Marcelo Lopes de Souza published eleven books and more than one hundred papers and book chapters in different languages (Portuguese, English, German, Spanish, French and Turkish) covering subjects such as spatial theory, participation in urban planning, movements theory (focusing especially on the spatial dimension of urban and environmental movements), urban ‘utopias’/alternative visions, urban problems, and urban political ecology. His books include, besides the ones previously mentioned, Mudar a cidade (Changing the City, 2002, 11th edition 2016) and A prisão e a ágora (The Prison and the Ágora, 2006), among others.

He is one of the editors of the prestigious Brazilian urban studies journal Cidades, and is associate editor of the international journalCity (published by Routledge) as well. He belongs to the advisory board of the journals sub\urban.zeitschrift für kritische stadtforschung (Germany; since 2012), ACME: An International Journal for Critical Geographies (UK; since 2016) and Territorios (Argentina; since 2017). He further belonged to the Advisory Board of Antipode: A Radical Journal of Geography (published by Wiley-Blackwell) between 2010 and 2104.

==Activism==

Marcelo Lopes de Souza has collaborated with urban movements organisations since the 1980s, especially with different organisations of Brazil's movement (‘roofless’ workers’ movement, urban counterpart to the better-known landless workers’ movement) in different ways, from recherche-action' to activists in the framework of study groups and political seminars to the organisation of public events.

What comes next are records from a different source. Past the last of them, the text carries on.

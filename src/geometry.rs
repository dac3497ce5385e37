//! On-screen geometry of a control.
//!
//! Every touch-mapping algorithm works on the same derived measurements of the
//! control's rectangle: its center, its half extents and its far corner. These
//! are resolved once when a control is attached and again on every resize.

use serde::{Deserialize, Serialize};

/// Rectangle in page coordinates, as reported by the layout engine.
#[derive(Clone, Copy, Debug, Default, PartialEq, Serialize, Deserialize)]
pub struct Rect {
    pub x: f64,
    pub y: f64,
    pub width: f64,
    pub height: f64,
}

impl Rect {
    pub const fn new(x: f64, y: f64, width: f64, height: f64) -> Self {
        Self {
            x,
            y,
            width,
            height,
        }
    }
}

/// How a control occupies its grid area.
#[derive(Clone, Copy, Debug, Default, PartialEq, Eq)]
pub enum Shape {
    /// Uses the whole rectangle.
    #[default]
    Rectangle,
    /// Largest square centered in the rectangle.
    Square,
}

/// Derived measurements of a control's area.
///
/// `x`/`y`/`width`/`height` describe the effective area after the shape has
/// been applied. The center is always the center of the original rectangle.
#[derive(Clone, Copy, Debug, Default, PartialEq)]
pub struct Geometry {
    pub x: f64,
    pub y: f64,
    pub width: f64,
    pub height: f64,
    pub half_width: f64,
    pub half_height: f64,
    pub x_center: f64,
    pub y_center: f64,
    pub x_max: f64,
    pub y_max: f64,
}

impl Geometry {
    /// Resolves the geometry of `rect` for a control of the given `shape`.
    pub fn resolve(rect: Rect, shape: Shape) -> Self {
        let mut geometry = Geometry {
            x: rect.x,
            y: rect.y,
            width: rect.width,
            height: rect.height,
            half_width: rect.width / 2.0,
            half_height: rect.height / 2.0,
            x_center: rect.x + rect.width / 2.0,
            y_center: rect.y + rect.height / 2.0,
            x_max: 0.0,
            y_max: 0.0,
        };

        if shape == Shape::Square {
            if geometry.width < geometry.height {
                geometry.y += geometry.half_height - geometry.half_width;
                geometry.height = geometry.width;
                geometry.half_height = geometry.half_width;
            } else {
                geometry.x += geometry.half_width - geometry.half_height;
                geometry.width = geometry.height;
                geometry.half_width = geometry.half_height;
            }
        }

        geometry.x_max = geometry.x + geometry.width;
        geometry.y_max = geometry.y + geometry.height;
        geometry
    }

    /// Polar angle of a page point around the center, in radians (`atan2` range).
    pub fn angle_of(&self, px: f64, py: f64) -> f64 {
        (py - self.y_center).atan2(px - self.x_center)
    }
}

#[cfg(test)]
mod tests {
    use super::*;

    #[test]
    fn test_rectangle_keeps_area() {
        let g = Geometry::resolve(Rect::new(10.0, 20.0, 100.0, 50.0), Shape::Rectangle);
        assert_eq!(g.x_center, 60.0);
        assert_eq!(g.y_center, 45.0);
        assert_eq!(g.half_width, 50.0);
        assert_eq!(g.half_height, 25.0);
        assert_eq!(g.x_max, 110.0);
        assert_eq!(g.y_max, 70.0);
    }

    #[test]
    fn test_square_clamps_wide_rect() {
        let g = Geometry::resolve(Rect::new(0.0, 0.0, 200.0, 100.0), Shape::Square);
        assert_eq!(g.x, 50.0);
        assert_eq!(g.width, 100.0);
        assert_eq!(g.half_width, 50.0);
        assert_eq!(g.x_max, 150.0);
        assert_eq!(g.x_center, 100.0);
        assert_eq!(g.y_center, 50.0);
    }

    #[test]
    fn test_square_clamps_tall_rect() {
        let g = Geometry::resolve(Rect::new(0.0, 0.0, 80.0, 200.0), Shape::Square);
        assert_eq!(g.y, 60.0);
        assert_eq!(g.height, 80.0);
        assert_eq!(g.half_height, 40.0);
        assert_eq!(g.y_max, 140.0);
    }
}
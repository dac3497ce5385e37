//! Haptic feedback mixing
//!
//! Many controls may want the single vibration motor at the same time: a
//! joystick held beyond its rim, a pedal floored, a button being pressed. The
//! [`HapticMixer`] keeps at most one repeating request per control and fires
//! them from a periodic tick.
//!
//! # Request lifecycle
//!
//! ```text
//! queue(id) ──► live ──► tick: due? ──► pulse + reschedule
//!                 │
//!           unqueue(id)
//!                 ▼
//!              killed ──► tick: sweep ──► removed
//! ```
//!
//! Handlers never remove requests directly. They only flag them, and the tick
//! is the single place where the working set shrinks.

pub mod actuator;

pub use actuator::{Actuator, NullActuator, RecordingActuator, TracingActuator};

use std::collections::BTreeMap;
use std::time::{Duration, Instant};
use tracing::{debug, trace};

/// Converts fractional milliseconds into a [`Duration`].
pub fn millis(ms: f64) -> Duration {
    Duration::from_nanos((ms.max(0.0) * 1_000_000.0).round() as u64)
}

/// Pulse/pause pair of a repeating vibration.
#[derive(Clone, Copy, Debug, PartialEq)]
pub struct VibrationPattern {
    pub pulse: Duration,
    pub pause: Duration,
}

impl VibrationPattern {
    pub fn from_millis(pulse_ms: f64, pause_ms: f64) -> Self {
        Self {
            pulse: millis(pulse_ms),
            pause: millis(pause_ms),
        }
    }
}

#[derive(Clone, Debug)]
struct VibrationRequest {
    next_fire: Instant,
    pattern: VibrationPattern,
    kill: bool,
}

/// Arbitrates repeating vibration requests onto one actuator.
#[derive(Debug, Default)]
pub struct HapticMixer {
    requests: BTreeMap<String, VibrationRequest>,
}

impl HapticMixer {
    pub fn new() -> Self {
        Self::default()
    }

    /// Schedules a repeating vibration for `id`, replacing any previous request.
    ///
    /// The first pulse fires on the first tick strictly after `now`.
    pub fn queue(&mut self, id: &str, pattern: VibrationPattern, now: Instant) {
        trace!("Queueing vibration for {}: {:?}", id, pattern);
        self.requests.insert(
            id.to_string(),
            VibrationRequest {
                next_fire: now,
                pattern,
                kill: false,
            },
        );
    }

    /// Flags the request of `id` for removal at the next tick.
    pub fn unqueue(&mut self, id: &str) {
        if let Some(request) = self.requests.get_mut(id) {
            request.kill = true;
        }
    }

    /// Whether `id` has a request that will still fire.
    pub fn is_queued(&self, id: &str) -> bool {
        self.requests.get(id).is_some_and(|r| !r.kill)
    }

    /// Number of stored requests, including killed ones not yet swept.
    pub fn len(&self) -> usize {
        self.requests.len()
    }

    pub fn is_empty(&self) -> bool {
        self.requests.is_empty()
    }

    /// Sweeps killed requests and fires every due one. Returns the pulses fired.
    pub fn tick(&mut self, now: Instant, actuator: &mut dyn Actuator) -> usize {
        let before = self.requests.len();
        self.requests.retain(|_, request| !request.kill);
        if self.requests.len() != before {
            debug!("Swept {} killed vibration request(s)", before - self.requests.len());
        }

        let mut fired = 0;
        for (id, request) in self.requests.iter_mut() {
            if now > request.next_fire {
                request.next_fire = now + request.pattern.pulse + request.pattern.pause;
                trace!("Vibration pulse for {}: {:?}", id, request.pattern.pulse);
                actuator.vibrate_pattern(&[request.pattern.pulse, request.pattern.pause]);
                fired += 1;
            }
        }
        fired
    }
}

More recently, his contributions as an activist have been mainly related to the struggle against environmental injustice in Brazilian cities.

==Books==

- 1996 – Urbanização e desenvolvimento no Brasil atual. São Paulo: Ática.
- 2000 – O desafio metropolitano. A problemática sócio-espacial nas metrópoles brasileiras. Rio de Janeiro: Bertrand Brasil.
- 2002 – Mudar a cidade. Uma introdução crítica ao planejamento e à gestão urbanos. Rio de Janeiro: Bertrand Brasil.
- 2003 – ABC do desenvolvimento urbano. Rio de Janeiro: Bertrand Brasil.
- 2004 – Planejamento urbano e ativismos sociais (em co-autoria com Glauco B. Rodrigues). São Paulo: Editora UNESP.
- 2006 – A prisão e a ágora. Reflexões sobre a democratização do planejamento e da gestão das cidades. Rio de Janeiro: Bertrand Brasil.
- 2008 – Fobópole. O medo generalizado e a militarização da questão urbana. Rio de Janeiro: Bertrand Brasil.
- 2011– A produção do espaço urbano. Agentes e processos, escalas e desafios (co-editor along with Ana Fani Alessandri Carlos and Maria Encarnação Beltrão Sposito). São Paulo: Contexto.
- 2013 – Os conceitos fundamentais da pesquisa sócio-espacial". Rio de Janeiro: Bertrand Brasil.
- 2015 – Dos espaços de controle aos territórios dissidentes: Escritos de divulgação científica e análise política. Rio de Janeiro: Consequência.
- 2016 – The Radicalization of Pedagogy (= first volume of the trilogy Anarchism, Geography, and the Spirit of Revolt). (Co-editor along with Simon Springer and Richard J. White). Londres: Rowman& Littlefield.
- 2016 – Theories of Resistance (= second volume of the trilogy Anarchism, Geography, and the Spirit of Revolt). (Co-editor along with Simon Springer and Richard J. White). Londres: Rowman& Littlefield.
- 2016 – The Practice of Freedom (= third volume of the trilogy Anarchism, Geography, and the Spirit of Revolt). (Co-editor along with Simon Springer and Richard J. White). Londres: Rowman& Littlefield.
- 2017 – Por uma Geografia libertária. Rio de Janeiro: Consequência.